The secant function, denoted as \( \sec \theta \), is closely related to the cosine function. Essentially, it is the reciprocal of cosine, which means \( \sec \theta = \frac{1}{\cos \theta} \). This relationship gives the secant function several distinct features that are important to understand when working with polar equations.

The cosine function has its

• maximum value of '1' at \( \theta = 0 \) and \( \theta = 2\pi \)
• minimum value of '-1' at \( \theta = \pi \)
• values undefined or infinite at angles where cosine is zero, such as \( \theta = \frac{\pi}{2} \) and \( \theta = \frac{3\pi}{2} \).

This means that the secant function \( \sec \theta \):

• takes a value of '1' at \( \theta = 0 \) and \( \theta = 2\pi \)
• takes a value of '-1' at \( \theta = \pi \)
• becomes undefined at \( \theta = \frac{\pi}{2} \) and \( \theta = \frac{3\pi}{2} \)

The key point is understanding where the function becomes undefined, which will help in graph interpretation.

When plotting polar graphs, knowing these characteristics will aid in understanding the coordinates derived from polar equations that involve \( \sec \theta \). This ensures clear graph sketching and analysis of features like asymptotes.

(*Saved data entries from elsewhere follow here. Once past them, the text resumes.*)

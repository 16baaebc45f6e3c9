//! The full-consumption wrapper.

use std::any::Any;
use std::fmt;
use std::hash::{Hash, Hasher};
use std::rc::Rc;

use crate::error::ParseError;
use crate::line::Line;
use crate::parser::{Grammar, Parser, ParserKind};
use crate::variant::{ParseVariant, Variants};

/// Keeps only the matches of the wrapped parser that consume the whole line.
///
/// If the wrapped parser fails, its error is passed through unchanged. If it
/// matches but every match leaves trailing input, the stream ends with an
/// [`Incomplete`](crate::ParseErrorKind::Incomplete) error instead.
pub struct FullMatch {
    inner: Grammar,
}

impl FullMatch {
    pub fn new(inner: Grammar) -> Self {
        Self { inner }
    }

    pub fn inner(&self) -> &Grammar {
        &self.inner
    }
}

impl Parser for FullMatch {
    fn parse(self: Rc<Self>, line: Line) -> Variants {
        Box::new(Complete {
            inner: self.inner.parse(&line),
            line,
            found: false,
            done: false,
        })
    }

    fn kind(&self) -> ParserKind {
        ParserKind::FullMatch
    }

    fn children(&self) -> Vec<Grammar> {
        vec![self.inner.clone()]
    }

    fn same_as(&self, other: &dyn Parser) -> bool {
        other
            .as_any()
            .downcast_ref::<FullMatch>()
            .is_some_and(|other| other.inner == self.inner)
    }

    fn hash_into(&self, mut state: &mut dyn Hasher) {
        ParserKind::FullMatch.hash(&mut state);
        self.inner.hash(&mut state);
    }

    fn clear_cache(&self) {
        self.inner.clear_cache();
    }

    fn as_any(&self) -> &dyn Any {
        self
    }
}

impl fmt::Display for FullMatch {
    fn fmt(&self, f: &mut fmt::Formatter<'_>) -> fmt::Result {
        write!(f, "full({})", self.inner)
    }
}

/// Filtering stream behind [`FullMatch::parse`].
struct Complete {
    inner: Variants,
    line: Line,
    found: bool,
    done: bool,
}

impl Iterator for Complete {
    type Item = Result<ParseVariant, ParseError>;

    fn next(&mut self) -> Option<Self::Item> {
        if self.done {
            return None;
        }
        for result in self.inner.by_ref() {
            match result {
                Ok(variant) if variant.is_complete() => {
                    self.found = true;
                    return Some(Ok(variant));
                }
                Ok(_) => {}
                Err(e) => {
                    self.done = true;
                    return Some(Err(e));
                }
            }
        }
        self.done = true;
        if self.found {
            None
        } else {
            Some(Err(ParseError::incomplete(&self.line)))
        }
    }
}

/// Require `inner` to match the whole line.
pub fn full_match(inner: Grammar) -> Grammar {
    Grammar::new(FullMatch::new(inner))
}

The process of converting polar coordinates \((r, \theta)\) to Cartesian coordinates \((x, y)\) is often necessary to make graph sketching easier, especially for equations involving trigonometric functions like secant. Here's how the conversion works:

In the given polar equation \( r = 2 \sec \theta \), you can find the Cartesian equivalent by using the conversion formulas.

• \( x = r \cos \theta = 2 \sec \theta \cos \theta = 2 \)
• \( y = r \sin \theta = 2 \sec \theta \sin \theta \)
• This simplifies further to \( y = 2 \tan \theta \)

So, the Cartesian form of the equation becomes \( y = 2 \tan \theta \).

Understanding these conversions helps in graphing the equations on Cartesian coordinates, which can sometimes be more intuitive than polar coordinates for visualizing functions like \( \tan \theta \) or \( \sec \theta \). It provides insight into linear relationships and undefined points, simplifying the interpretation of the graph.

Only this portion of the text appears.